WORK TO BE COMPLETED:
A full, exact copy of the records below is the required answer.

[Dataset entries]
*** Block opens ***
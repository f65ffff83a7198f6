//! Property-based tests for the search gate
//!
//! Tests invariants:
//! - History never exceeds its cap
//! - History has no case-insensitive duplicates
//! - At most one search is in flight

use std::collections::HashSet;

use proptest::prelude::*;

use crate::core::models::SearchMode;
use crate::core::search::{SearchGate, HISTORY_CAP};

fn arb_mode() -> impl Strategy<Value = SearchMode> {
    prop::sample::select(SearchMode::ALL.to_vec())
}

proptest! {
    #[test]
    fn prop_history_capped_and_deduplicated(
        queries in prop::collection::vec("[a-cA-C ]{0,4}", 0..40),
    ) {
        let mut gate = SearchGate::new();

        for query in &queries {
            if let Ok(ticket) = gate.submit_search(query, SearchMode::Hybrid) {
                gate.finish_display(ticket.id);
            }

            prop_assert!(gate.history_len() <= HISTORY_CAP);
            let lowered: HashSet<String> = gate.history().map(|h| h.to_lowercase()).collect();
            prop_assert_eq!(lowered.len(), gate.history_len());
        }
    }

    #[test]
    fn prop_single_search_in_flight(
        queries in prop::collection::vec(("[a-z]{1,6}", arb_mode(), any::<bool>()), 1..20),
    ) {
        let mut gate = SearchGate::new();
        let mut active: Option<u64> = None;

        for (query, mode, finish) in queries {
            match gate.submit_search(&query, mode) {
                Ok(ticket) => {
                    prop_assert!(active.is_none(), "accepted a second concurrent search");
                    prop_assert_eq!(gate.mode(), mode);
                    active = Some(ticket.id);
                }
                Err(_) => prop_assert!(active.is_some()),
            }
            if finish {
                if let Some(id) = active.take() {
                    prop_assert!(gate.finish_display(id));
                }
            }
            prop_assert_eq!(gate.is_searching(), active.is_some());
        }
    }
}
*** Block closes ***
WRITTEN ANSWER:
repository f65ffff83a7198f6
//! Property-based tests for the search gate
//!
//! Tests invariants:
//! - History never exceeds its cap
//! - History has no case-insensitive duplicates
//! - At most one search is in flight

use std::collections::HashSet;

use proptest::prelude::*;

use crate::core::models::SearchMode;
use crate::core::search::{SearchGate, HISTORY_CAP};

fn arb_mode() -> impl Strategy<Value = SearchMode> {
    prop::sample::select(SearchMode::ALL.to_vec())
}

proptest! {
    #[test]
    fn prop_history_capped_and_deduplicated(
        queries in prop::collection::vec("[a-cA-C ]{0,4}", 0..40),
    ) {
        let mut gate = SearchGate::new();

        for query in &queries {
            if let Ok(ticket) = gate.submit_search(query, SearchMode::Hybrid) {
                gate.finish_display(ticket.id);
            }

            prop_assert!(gate.history_len() <= HISTORY_CAP);
            let lowered: HashSet<String> = gate.history().map(|h| h.to_lowercase()).collect();
            prop_assert_eq!(lowered.len(), gate.history_len());
        }
    }

    #[test]
    fn prop_single_search_in_flight(
        queries in prop::collection::vec(("[a-z]{1,6}", arb_mode(), any::<bool>()), 1..20),
    ) {
        let mut gate = SearchGate::new();
        let mut active: Option<u64> = None;

        for (query, mode, finish) in queries {
            match gate.submit_search(&query, mode) {
                Ok(ticket) => {
                    prop_assert!(active.is_none(), "accepted a second concurrent search");
                    prop_assert_eq!(gate.mode(), mode);
                    active = Some(ticket.id);
                }
                Err(_) => prop_assert!(active.is_some()),
            }
            if finish {
                if let Some(id) = active.take() {
                    prop_assert!(gate.finish_display(id));
                }
            }
            prop_assert_eq!(gate.is_searching(), active.is_some());
        }
    }
}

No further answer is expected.